The contact between the crude regeneration working solution and the aqueous alkali solution may be performed, for example, by contacting with an aqueous alkali solution in an amount of 0.2 times or more by volume relative to 1 part by volume of the crude regeneration working solution. The crude regeneration working solution is preferably contacted with 0.3 times or more by volume of an aqueous alkali solution. As a method of contact, a generally known mixing means can be used. For example, stirring, vibration, bubbling with an inert gas, a parallel flow contact method, a countercurrent contact method, and the like are mentioned, but the present invention is not limited to these, and any method is possible as long as the crude regeneration working solution can be effectively contacted with the aqueous alkali solution. In addition, the volume of the aqueous alkali to be contacted is not strictly limited, and may be appropriately selected depending on the apparatus in which the contact is performed and the operating conditions.

The contact time between the crude regeneration working solution and the aqueous alkali solution is, for example, 1 minute or more, more preferably 3 minutes or more, and particularly preferably 5 minutes or more, and may be appropriately selected depending on the apparatus in which the contact is performed and the operating conditions. The contact temperature of the crude regeneration working solution with the aqueous alkali solution is, for example, in the range of 0 to 70 ℃, preferably in the range of 10 to 60 ℃, and particularly preferably in the range of 20 to 50 ℃. The pressure in the contact treatment between the crude regeneration working solution and the aqueous alkali solution is not particularly limited, and is usually preferably kept at normal pressure. The aqueous alkali solution after the completion of the contact is separated from the crude regeneration working solution and discharged. The alkali washing may be performed 1 or more times, for example, 1, 2 or 3 or more times.

By alkali-washing the regeneration working solution, the hydrogenation activity of the regeneration working solution can be improved as compared with the case of washing with only water. In addition, when the crude regeneration working solution contains acidic impurities, the alkaline cleaning has an advantage that the acidic impurities can be removed.

In one embodiment, in the process of producing the recycling regeneration working solution, the water content of the crude regeneration working solution is adjusted to 20% to 160% of the saturated water content. In the hydrogenation step in the hydrogen peroxide production step, the water content of the working solution is preferably about 50% to about 95% of the saturation concentration at the hydrogenation temperature. The crude regenerated working solution prepared from the distillate recovered in the distillation step tends to have a low water content and a low hydrogenation reaction rate. Therefore, the aqueous content of the regeneration working solution for circulation returned to the circulation process is preferably higher than that of the crude regeneration working solution. The water content of the regeneration working solution can be increased to a level near the saturated water content by washing the crude regeneration working solution with an aqueous alkali solution. When the desired moisture range cannot be achieved by alkali washing, the water content can be adjusted by dehydration treatment, water make-up, washing with water, or the like.

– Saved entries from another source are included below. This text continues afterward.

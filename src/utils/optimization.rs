//! Bounded Nelder-Mead minimisation used to fit smoothing parameters.

/// Outcome of a Nelder-Mead run.
#[derive(Debug, Clone)]
pub struct NelderMeadResult {
    /// Best point found.
    pub optimal_point: Vec<f64>,
    /// Objective value at `optimal_point`.
    pub optimal_value: f64,
    /// Number of iterations performed.
    pub iterations: usize,
    /// Whether the simplex met the tolerance before `max_iter`.
    pub converged: bool,
}

/// Configuration for Nelder-Mead optimization.
#[derive(Debug, Clone)]
pub struct NelderMeadConfig {
    /// Maximum number of iterations.
    pub max_iter: usize,
    /// Convergence tolerance on both the value spread and the simplex size.
    pub tolerance: f64,
    /// Reflection coefficient (default: 1.0).
    pub reflection: f64,
    /// Expansion coefficient (default: 2.0).
    pub expansion: f64,
    /// Contraction coefficient (default: 0.5).
    pub contraction: f64,
    /// Shrink coefficient (default: 0.5).
    pub shrink: f64,
    /// Initial simplex step, relative to the starting coordinate (default: 0.05).
    pub initial_step: f64,
    /// Fresh simplexes built around the best point after convergence (default: 3).
    pub max_restarts: usize,
}

impl Default for NelderMeadConfig {
    fn default() -> Self {
        Self {
            max_iter: 1000,
            tolerance: 1e-8,
            reflection: 1.0,
            expansion: 2.0,
            contraction: 0.5,
            shrink: 0.5,
            initial_step: 0.05,
            max_restarts: 3,
        }
    }
}

/// A simplex vertex and its objective value.
#[derive(Debug, Clone)]
struct Vertex {
    point: Vec<f64>,
    value: f64,
}

/// Minimise `objective` starting from `initial`.
///
/// `bounds`, when given, holds one `(min, max)` pair per coordinate and
/// every candidate point is clamped into the box before evaluation. After
/// convergence the search restarts from the best point (up to
/// `max_restarts` times) while that still improves the objective.
///
/// # Example
/// ```
/// use traffic_forecast::utils::optimization::{nelder_mead, NelderMeadConfig};
///
/// let result = nelder_mead(
///     |x| (x[0] - 0.4).powi(2) + (x[1] - 0.2).powi(2),
///     &[0.5, 0.5],
///     Some(&[(0.0, 1.0), (0.0, 1.0)]),
///     NelderMeadConfig::default(),
/// );
///
/// assert!((result.optimal_point[0] - 0.4).abs() < 0.01);
/// assert!((result.optimal_point[1] - 0.2).abs() < 0.01);
/// ```
pub fn nelder_mead<F>(
    objective: F,
    initial: &[f64],
    bounds: Option<&[(f64, f64)]>,
    config: NelderMeadConfig,
) -> NelderMeadResult
where
    F: Fn(&[f64]) -> f64,
{
    if initial.is_empty() {
        return NelderMeadResult {
            optimal_point: vec![],
            optimal_value: f64::NAN,
            iterations: 0,
            converged: false,
        };
    }

    let evaluate = |point: Vec<f64>| -> Vertex {
        let point = clamp_to(point, bounds);
        let value = objective(&point);
        // NaN objectives sort last instead of poisoning the ordering.
        let value = if value.is_nan() { f64::INFINITY } else { value };
        Vertex { point, value }
    };

    let mut simplex = initial_simplex(initial, None, bounds, &config, &evaluate);
    let mut iterations = 0;
    let mut converged = run_simplex(&mut simplex, &config, &mut iterations, &evaluate);
    let mut best = best_vertex(simplex, initial);

    // Clamped candidates can flatten the simplex onto a bound face; a fresh
    // simplex around the best point lets the search leave that face again.
    for _ in 0..config.max_restarts {
        if !converged || iterations >= config.max_iter {
            break;
        }
        let mut simplex = initial_simplex(&best.point, Some(&best), bounds, &config, &evaluate);
        converged = run_simplex(&mut simplex, &config, &mut iterations, &evaluate);
        let candidate = best_vertex(simplex, &best.point);

        let improvement = best.value - candidate.value;
        if candidate.value < best.value {
            best = candidate;
        }
        if improvement <= config.tolerance {
            break;
        }
    }

    NelderMeadResult {
        optimal_point: best.point,
        optimal_value: best.value,
        iterations,
        converged,
    }
}

/// Build `n + 1` vertices around `origin`.
///
/// Within bounds the step is a share of the box width and points inward, so
/// a vertex sitting on a bound still spans the feasible region.
fn initial_simplex<E>(
    origin: &[f64],
    evaluated_origin: Option<&Vertex>,
    bounds: Option<&[(f64, f64)]>,
    config: &NelderMeadConfig,
    evaluate: &E,
) -> Vec<Vertex>
where
    E: Fn(Vec<f64>) -> Vertex,
{
    let n = origin.len();
    let mut simplex = Vec::with_capacity(n + 1);
    simplex.push(match evaluated_origin {
        Some(vertex) => vertex.clone(),
        None => evaluate(origin.to_vec()),
    });

    for i in 0..n {
        let mut point = origin.to_vec();
        let bound = bounds.and_then(|b| b.get(i)).copied();
        let step = match bound {
            Some((lo, hi)) if evaluated_origin.is_some() => {
                let step = config.initial_step * (hi - lo);
                if origin[i] + step > hi {
                    -step
                } else {
                    step
                }
            }
            _ if origin[i].abs() > 1e-10 => config.initial_step * origin[i].abs(),
            _ => config.initial_step,
        };
        point[i] += step;
        simplex.push(evaluate(point));
    }
    simplex
}

/// Iterate the simplex until it meets the tolerance or the shared
/// iteration budget runs out. Returns whether it converged.
fn run_simplex<E>(
    simplex: &mut [Vertex],
    config: &NelderMeadConfig,
    iterations: &mut usize,
    evaluate: &E,
) -> bool
where
    E: Fn(Vec<f64>) -> Vertex,
{
    let n = simplex.len() - 1;

    while *iterations < config.max_iter {
        *iterations += 1;
        simplex.sort_by(|a, b| a.value.total_cmp(&b.value));

        let best = simplex[0].value;
        let worst = simplex[n].value;
        let second_worst = simplex[n - 1].value;
        let centroid = centroid_without_last(simplex);

        let spread = simplex
            .iter()
            .map(|v| distance(&v.point, &centroid))
            .fold(0.0, f64::max);
        if worst - best < config.tolerance || spread < config.tolerance {
            return true;
        }

        let reflected = evaluate(toward(&centroid, &simplex[n].point, -config.reflection));

        if reflected.value < best {
            let expanded = evaluate(toward(&centroid, &reflected.point, config.expansion));
            simplex[n] = if expanded.value < reflected.value {
                expanded
            } else {
                reflected
            };
            continue;
        }

        if reflected.value < second_worst {
            simplex[n] = reflected;
            continue;
        }

        let contracted = if reflected.value < worst {
            let outside = evaluate(toward(&centroid, &reflected.point, config.contraction));
            (outside.value <= reflected.value).then_some(outside)
        } else {
            let inside = evaluate(toward(&centroid, &simplex[n].point, config.contraction));
            (inside.value < worst).then_some(inside)
        };

        if let Some(vertex) = contracted {
            simplex[n] = vertex;
            continue;
        }

        let anchor = simplex[0].point.clone();
        for vertex in simplex.iter_mut().skip(1) {
            let shrunk = toward(&anchor, &vertex.point, config.shrink);
            *vertex = evaluate(shrunk);
        }
    }
    false
}

fn best_vertex(simplex: Vec<Vertex>, fallback: &[f64]) -> Vertex {
    simplex
        .into_iter()
        .min_by(|a, b| a.value.total_cmp(&b.value))
        .unwrap_or(Vertex {
            point: fallback.to_vec(),
            value: f64::NAN,
        })
}

/// `origin + factor * (point - origin)`.
///
/// A negative factor reflects `point` through `origin`.
fn toward(origin: &[f64], point: &[f64], factor: f64) -> Vec<f64> {
    origin
        .iter()
        .zip(point)
        .map(|(o, p)| o + factor * (p - o))
        .collect()
}

/// Centroid of every vertex except the last (worst) one.
fn centroid_without_last(simplex: &[Vertex]) -> Vec<f64> {
    let kept = &simplex[..simplex.len() - 1];
    let dims = kept[0].point.len();
    let mut centroid = vec![0.0; dims];
    for vertex in kept {
        for (c, x) in centroid.iter_mut().zip(&vertex.point) {
            *c += x;
        }
    }
    for c in &mut centroid {
        *c /= kept.len() as f64;
    }
    centroid
}

fn clamp_to(mut point: Vec<f64>, bounds: Option<&[(f64, f64)]>) -> Vec<f64> {
    if let Some(bounds) = bounds {
        for (x, &(lo, hi)) in point.iter_mut().zip(bounds) {
            *x = x.clamp(lo, hi);
        }
    }
    point
}

fn distance(a: &[f64], b: &[f64]) -> f64 {
    a.iter()
        .zip(b)
        .map(|(x, y)| (x - y).powi(2))
        .sum::<f64>()
        .sqrt()
}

In the process of preparing the recycled regeneration working solution, the washing may be performed with water in addition to the alkali washing. The water used for washing is preferably distilled water, ion-exchanged water, or water purified by a reverse osmosis method or the like, and water purified by a method other than the above is also preferably used. As the water used for cleaning, pure water is particularly preferred. The washing with water may be performed in the same manner as the alkali washing, except that water is used as a washing medium. Therefore, the capacity of the aqueous solution to be used for the crude regeneration working solution, the method of contact with the crude regeneration working solution, the contact time, the contact temperature, the contact pressure, and the like are the same as those described above for the alkaline cleaning. The washing with water may be performed before the alkali washing, may be performed after the alkali washing, or may be performed both before the alkali washing and after the alkali washing. The washing with water may be performed 1 or more times, for example, 1, 2 or 3 or more times.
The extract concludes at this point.